L’art de tisser des nattes et des tapis pour en garnir le sol ou en orner les murailles est certainement l’un des premiers qu’ait connus l’humanité, car il se retrouve chez les peuples les moins civilisés. Son origine remonte aux temps les plus reculés ; une tradition constante l’attribue à Noëma, sœur de Tubalcaïn et de Jubal, arrière-petits-fils d’Hénoch, fils de Caïn.
En tous pays, à toute époque, on voit les femmes occupées à ce genre de travaux.
Pénélope passe de longues heures devant le haut métier où s’enroule « la toile », tissu délicat d’une grandeur immense[11], où chaque nuit elle défait le travail du jour.
[11] Odyssée, chant VI.
Ulysse chez les Phéaciens, secouru par la gracieuse princesse Nausicaa, reçoit d’elle ces instructions : « Dès que vous aurez atteint le palais et la cour, traversez aussitôt les appartements pour arriver jusqu’à ma mère ; vous la trouverez assise près du foyer, à la lueur de la flamme, filant, appuyée contre une colonne, des laines de pourpre d’une admirable beauté[12] » et plus loin : « Dans le vestibule du palais se trouvent des sièges affermis le long de la muraille. On les avait recouverts de tapis fins et bien tissés, c’était l’ouvrage des femmes. »
[12] Odyssée, chant VII.
Les tapisseries, les voiles brodés, les vêtements ornés de riches bordures, tiennent une grande place dans le luxe romain et plus tard dans le luxe byzantin.

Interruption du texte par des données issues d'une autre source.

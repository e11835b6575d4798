//! Inverse normal transformation of the selected feature matrix into the
//! association tool's phenotype layout.

use anyhow::Result;
use log::info;
use std::path::PathBuf;
use structopt::StructOpt;

use crate::commands::common::validate_input_file;
use edquant_lib::core::errors::EdquantError;
use edquant_lib::normalize::transform_matrix;
use edquant_lib::select::FeatureMatrix;

#[derive(StructOpt, Debug)]
#[structopt(name = "normalize")]
pub struct NormalizeArgs {
    /// Feature matrix (feature rows x individual columns) to transform
    #[structopt(long, parse(from_os_str))]
    pub input: PathBuf,

    /// Path for the INT-transformed phenotype matrix
    #[structopt(long, parse(from_os_str))]
    pub output: PathBuf,
}

impl NormalizeArgs {
    pub fn validate(&self) -> Result<(), EdquantError> {
        validate_input_file("Feature matrix", &self.input)
    }
}

pub fn run_normalize(args: NormalizeArgs) -> Result<()> {
    args.validate()?;
    let matrix = FeatureMatrix::read(&args.input)?;
    info!(
        "Applying inverse normal transformation to {} features x {} individuals",
        matrix.rows.len(),
        matrix.individuals.len()
    );
    let transformed = transform_matrix(&matrix);
    transformed.write(&args.output, "feature_id")?;
    info!(
        "INT phenotype matrix saved to {}",
        args.output.display()
    );
    Ok(())
}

En Gaule, avec l’invasion des Barbares disparaissent momentanément tous les raffinements de la vie et surtout ceux qui se rattachent à l’ornementation de l’intérieur.
Les grossières demeures des rois mérovingiens, demi-fermes, demi-forteresses, ne prêtent point aux somptueux décors. Clotilde, la princesse bourguignonne, et Brunehaut, élevée à la cour noble et fastueuse de son père, le roi des Visigoths, durent cependant apporter avec elles des tissus précieux et des tentures artistiques.
Sous Charlemagne, les relations avec l’Orient ramènent le goût des belles étoffes qui va toujours croissant ; pendant tout le moyen âge les châtelaines, les religieuses, s’efforcent de remplir leurs loisirs par des travaux d’aiguille.
Mes lectrices connaissent toutes, je pense, la touchante histoire de la tapisserie de Bayeux, exécutée, dit-on, par Mathilde, femme de Guillaume le Conquérant, pendant l’expédition qui devait donner à son mari le royaume d’Angleterre.
C’est plutôt une broderie qu’une tapisserie, et le travail est si colossal qu’il semble au moins douteux qu’il ait pu être accompli pendant la vie de la princesse, et même avec l’aide de ses femmes.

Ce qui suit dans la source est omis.